Over the next day, Genell began noticing that when Grayson cried, he turned a purplish color. Although she admits she didn’t have much experience with babies, her instincts told her something wasn’t right.
A few hours later, the midwife’s assistant visited the Reynold’s home to conduct a pulse oximetry screening to check Grayson’s pulse rate and blood oxygen level. In 2014, “Chloe’s Law” went into effect requiring all Missouri hospitals to perform this test within 24 hours after birth to detect newborn critical congenital heart disease.
This screening may have saved Grayson’s life.
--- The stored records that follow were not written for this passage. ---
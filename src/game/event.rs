//! Things that happen during a match, in the order they happen.

use std::fmt;

use serde::Serialize;

use crate::game::{Coord, Side};

/// One step of a match, as reported to a [`crate::game::Presenter`].
///
/// `Display` gives the short status line shown to players.
#[derive(Debug, Clone, Copy, PartialEq, Eq, Serialize)]
#[serde(tag = "kind", rename_all = "snake_case")]
pub enum MatchEvent {
    /// Both sides rolled to decide who starts.
    OpeningRoll {
        /// Roll of side A.
        a: u8,
        /// Roll of side B.
        b: u8,
    },
    /// The opening rolls differed; `side` rolled higher.
    FirstMove {
        /// Side that plays the first turn.
        side: Side,
    },
    /// A die was rolled during a turn.
    Rolled {
        /// Side holding the turn.
        side: Side,
        /// Face shown.
        value: u8,
    },
    /// A pawn left the reserve.
    Entered {
        /// Side that entered a pawn.
        side: Side,
        /// Entry cell.
        at: Coord,
    },
    /// A pawn moved along the track.
    Moved {
        /// Side that moved.
        side: Side,
        /// Index of the pawn in entry order.
        pawn: usize,
        /// Start cell.
        from: Coord,
        /// Landing cell.
        to: Coord,
    },
    /// A pawn reached the center and left play.
    Finished {
        /// Side that scored.
        side: Side,
        /// Index of the pawn in entry order.
        pawn: usize,
        /// Start cell of the final move.
        from: Coord,
    },
    /// No pawn could complete the move.
    NoMoves {
        /// Side that was stuck.
        side: Side,
    },
    /// A pawn was sent back to its reserve.
    Captured {
        /// Side that captured.
        by: Side,
        /// Side that lost the pawn.
        victim: Side,
        /// Cell where it happened.
        at: Coord,
    },
}

impl MatchEvent {
    /// The side the event is about, if any.
    #[must_use]
    pub const fn side(&self) -> Option<Side> {
        match *self {
            Self::OpeningRoll { .. } => None,
            Self::FirstMove { side }
            | Self::Rolled { side, .. }
            | Self::Entered { side, .. }
            | Self::Moved { side, .. }
            | Self::Finished { side, .. }
            | Self::NoMoves { side } => Some(side),
            Self::Captured { by, .. } => Some(by),
        }
    }
}

impl fmt::Display for MatchEvent {
    fn fmt(&self, f: &mut fmt::Formatter<'_>) -> fmt::Result {
        match self {
            Self::OpeningRoll { a, b } => write!(f, "A rolled {a}, B rolled {b}"),
            Self::FirstMove { side } => write!(f, "{side} moves first"),
            Self::Rolled { side, value } => write!(f, "{side} got {value} on the die"),
            Self::Entered { side, .. } => write!(f, "Player {side} adds new pawn"),
            Self::Moved { side, from, to, .. } => write!(f, "{side} moves {from} -> {to}"),
            Self::Finished { side, .. } => write!(f, "Player {side} brings a pawn home"),
            Self::NoMoves { side } => write!(f, "No possible moves for {side}"),
            Self::Captured { by, victim, .. } => write!(f, "Player {by} bit pawn of {victim}"),
        }
    }
}

#[cfg(test)]
mod tests {
    use super::*;

    #[test]
    fn test_messages() {
        assert_eq!(MatchEvent::FirstMove { side: Side::A }.to_string(), "A moves first");
        assert_eq!(
            MatchEvent::Rolled { side: Side::B, value: 4 }.to_string(),
            "B got 4 on the die"
        );
        assert_eq!(MatchEvent::NoMoves { side: Side::A }.to_string(), "No possible moves for A");
        assert_eq!(
            MatchEvent::Captured {
                by: Side::B,
                victim: Side::A,
                at: Coord::new(0, 6)
            }
            .to_string(),
            "Player B bit pawn of A"
        );
    }

    #[test]
    fn test_event_side() {
        assert_eq!(MatchEvent::OpeningRoll { a: 3, b: 5 }.side(), None);
        assert_eq!(MatchEvent::NoMoves { side: Side::B }.side(), Some(Side::B));
        let capture = MatchEvent::Captured {
            by: Side::A,
            victim: Side::B,
            at: Coord::new(1, 1),
        };
        assert_eq!(capture.side(), Some(Side::A));
    }

    #[test]
    fn test_json_shape() {
        let event = MatchEvent::Entered {
            side: Side::A,
            at: Coord::new(0, 6),
        };
        let json = serde_json::to_string(&event).unwrap();
        assert_eq!(json, r#"{"kind":"entered","side":"A","at":{"row":0,"col":6}}"#);
    }
}
//! Match state and turn resolution.

use log::{debug, trace};
use serde::Serialize;

use crate::config::MatchConfig;
use crate::game::{
    Board, Coord, Die, MAX_ROLL, MatchEvent, MatchView, PlayerState, Presenter, SeededDice, Side,
};

/// Dice rolls a side may make in one turn. Only a six keeps the turn going.
pub const ROLLS_PER_TURN: usize = 3;

/// How a match stands.
#[derive(Debug, Clone, Copy, PartialEq, Eq, Serialize)]
#[serde(tag = "result", content = "side", rename_all = "snake_case")]
pub enum MatchOutcome {
    /// Still being played.
    Ongoing,
    /// This side brought all of its pawns to the center.
    Won(Side),
    /// The turn cap was reached first.
    Draw,
}

impl MatchOutcome {
    /// The winning side, if any.
    #[must_use]
    pub const fn winner(self) -> Option<Side> {
        match self {
            Self::Won(side) => Some(side),
            Self::Ongoing | Self::Draw => None,
        }
    }
}

/// The rolls that decided who plays first.
#[derive(Debug, Clone, PartialEq, Eq, Serialize)]
pub struct Opening {
    /// `(a, b)` roll pairs, ties included, the last one decisive.
    pub rolls: Vec<(u8, u8)>,
    /// Side that plays the first turn.
    pub first: Side,
}

/// Running totals for one side.
#[derive(Debug, Clone, Copy, Default, PartialEq, Eq, Serialize)]
pub struct SideStats {
    /// Dice rolled during turns.
    pub rolls: u32,
    /// How many of those were sixes.
    pub sixes: u32,
    /// Pawns brought in from the reserve during turns.
    pub entered: u32,
    /// Successful moves, finishing ones included.
    pub moves: u32,
    /// Pawns brought to the center.
    pub finished: u32,
    /// Opponent pawns sent back to their reserve.
    pub captures: u32,
    /// Turns that ended with no legal move.
    pub stalls: u32,
}
//! Track command implementation.

#![allow(clippy::format_push_string)]

use super::SideArg;
use parchis::game::CellKind;
use parchis::{Board, FieldSize, Side};

/// Execute the track command.
pub(crate) fn execute(size: Option<FieldSize>, side: SideArg) {
    let board = Board::new(size.unwrap_or_default());
    print!("{}", format_track(&board, side.into()));
}

/// One line per cell of a side's path, then the step count.
fn format_track(board: &Board, side: Side) -> String {
    let mut output = format!(
        "Side {side} on a {0}x{0} board, entry {1}, guard {2}\n",
        board.size(),
        board.entry(side),
        board.guard(side)
    );

    for (step, cell) in board.path(side).enumerate() {
        let note = match board.cell_kind(cell) {
            CellKind::Lane => "  lane",
            CellKind::Center => "  center",
            CellKind::Track | CellKind::Void => "",
        };
        output.push_str(&format!("{step:>3}  {cell}{note}\n"));
    }

    output.push_str(&format!("Length: {} steps\n", board.track_len(side)));
    output
}

#[cfg(test)]
mod tests {
    use super::*;

    #[test]
    fn test_track_listing_5x5() {
        let board = Board::new(FieldSize::new(5).unwrap());
        let text = format_track(&board, Side::A);
        let lines: Vec<&str> = text.lines().collect();

        assert!(lines[0].starts_with("Side A on a 5x5 board"));
        assert!(lines[1].starts_with("  0  "));
        assert!(lines[lines.len() - 2].ends_with("center"));
        assert_eq!(
            lines.last().copied(),
            Some(format!("Length: {} steps", board.track_len(Side::A)).as_str())
        );
        assert_eq!(lines.len(), board.track_len(Side::A) + 3);
    }

    #[test]
    fn test_sides_have_equal_length() {
        let board = Board::new(FieldSize::default());
        assert_eq!(board.track_len(Side::A), board.track_len(Side::B));
    }
}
Grayson’s oxygen levels were dangerously low—under 63 percent—and his lips had a bluish tint. He was quickly taken to St. Louis Children’s Hospital.
One of the first physicians to see Grayson was Ginnie Abarbanell, MD, a Washington University pediatric cardiologist and co-director of the Echocardiography Lab at Children’s.
“This pulse ox screening is key to picking up congenital heart disease (CHD), because it’s not always obvious from the outside,” she says. “What Grayson had may not have been picked up in a fetal echocardiogram.”
Grayson’s echocardiogram at Children’s didn’t immediately show the problem. It took some detective work by Dr. Abarbanell and her team.
“At first, we had to scratch our heads to figure out why he was having symptoms because what we saw on the echo didn’t fit with why he was blue,” Dr. Abarbanell says.
Grayson was put on prostaglandin, which improved his cyanosis. Dr. Abarbanell pieced it together that Grayson had an extremely rare heart defect, cor triatriatum dexter. The defect usually occurs on the left side, which is called cor triatriatum sinister.
Cor triatriatum is a rare congenital cardiac defect in which the atrium is divided into two chambers by a membrane causing obstruction to the blood flow in either the left atrium (cor triatriatum sinister) or the right atrium (cor triatriatum dexter) eventually leading to cardiac failure. There are limited cases of cor triatriatum dexter described in the literature.
Grayson had come to the ER in the middle of the night. Within a few hours, he was diagnosed with cor triatriatum dexter by echocardiogram and was being scheduled for surgery that same day.
“He was getting sick quickly,” Dr. Abarbanell says. “When we first saw him, he was not only blue, but also turning grayish because he wasn’t getting enough oxygen. Once he was put on a medication called prostaglandin he stabilized.”
However, surgery was the only option to fix Grayson’s heart long term. This is when Dr. Abarbanell’s husband, Aaron Abarbanell, MD, a Washington University pediatric cardiothoracic surgeon at Children’s, met Grayson and his family. He performed surgery two days after Grayson was born.
“Grayson’s heart defect was tricky,” he says. “It was hard to pick up on the EKG. His defect is uncommon on the left but extremely rare on the right side. Grayson had a severe defect with quite a large flap that needed to be addressed.”
Because cor triatriatum dexter is so rare, Dr. Aaron Abarbanell had not performed corrective surgery on the right side before, although he has performed corrective surgery on the left side. “The concept is the same,” he explains. “We put Grayson on cardiopulmonary bypass, removed the membrane and he was good to go.”
“When we realized he needed surgery, I felt overwhelmed–it was the first moment as a parent when I felt helpless,” Genell says. “But I was grateful there was a solution for his heart problem and I trusted Dr. Abarbanell. He explained everything and kept me in the loop. He also was passionate about his work, which I think makes you better at your job. He told me he would treat Grayson like one of his kids until he could get him back to me. We had such a good experience with the hospital in less than ideal circumstances.”
While it takes about eight weeks for the breast bone to heal after this surgery, Grayson was home about a week after surgery.
At his follow-up appointment two weeks later, Grayson was gaining weight and was happy and healthy, Dr. Ginnie Abarbanell says.
“This is the best of all stories. Since Grayson’s heart was fixed through surgery, he shouldn’t have any cardiac issues for the rest of his life. Grayson’s good outcome illustrates the importance of pulse ox screenings.”
Dr. Aaron Abarbanell agrees. “This is proof positive the system works. When the pulse ox is different than it should be it means something is wrong and it’s worth investigating.”
Genell agrees. “I don’t know if I can do anything to repay what the hospital did for my son, but I want to raise awareness about the importance of this pulse ox test and to listen to your instincts as a mother.”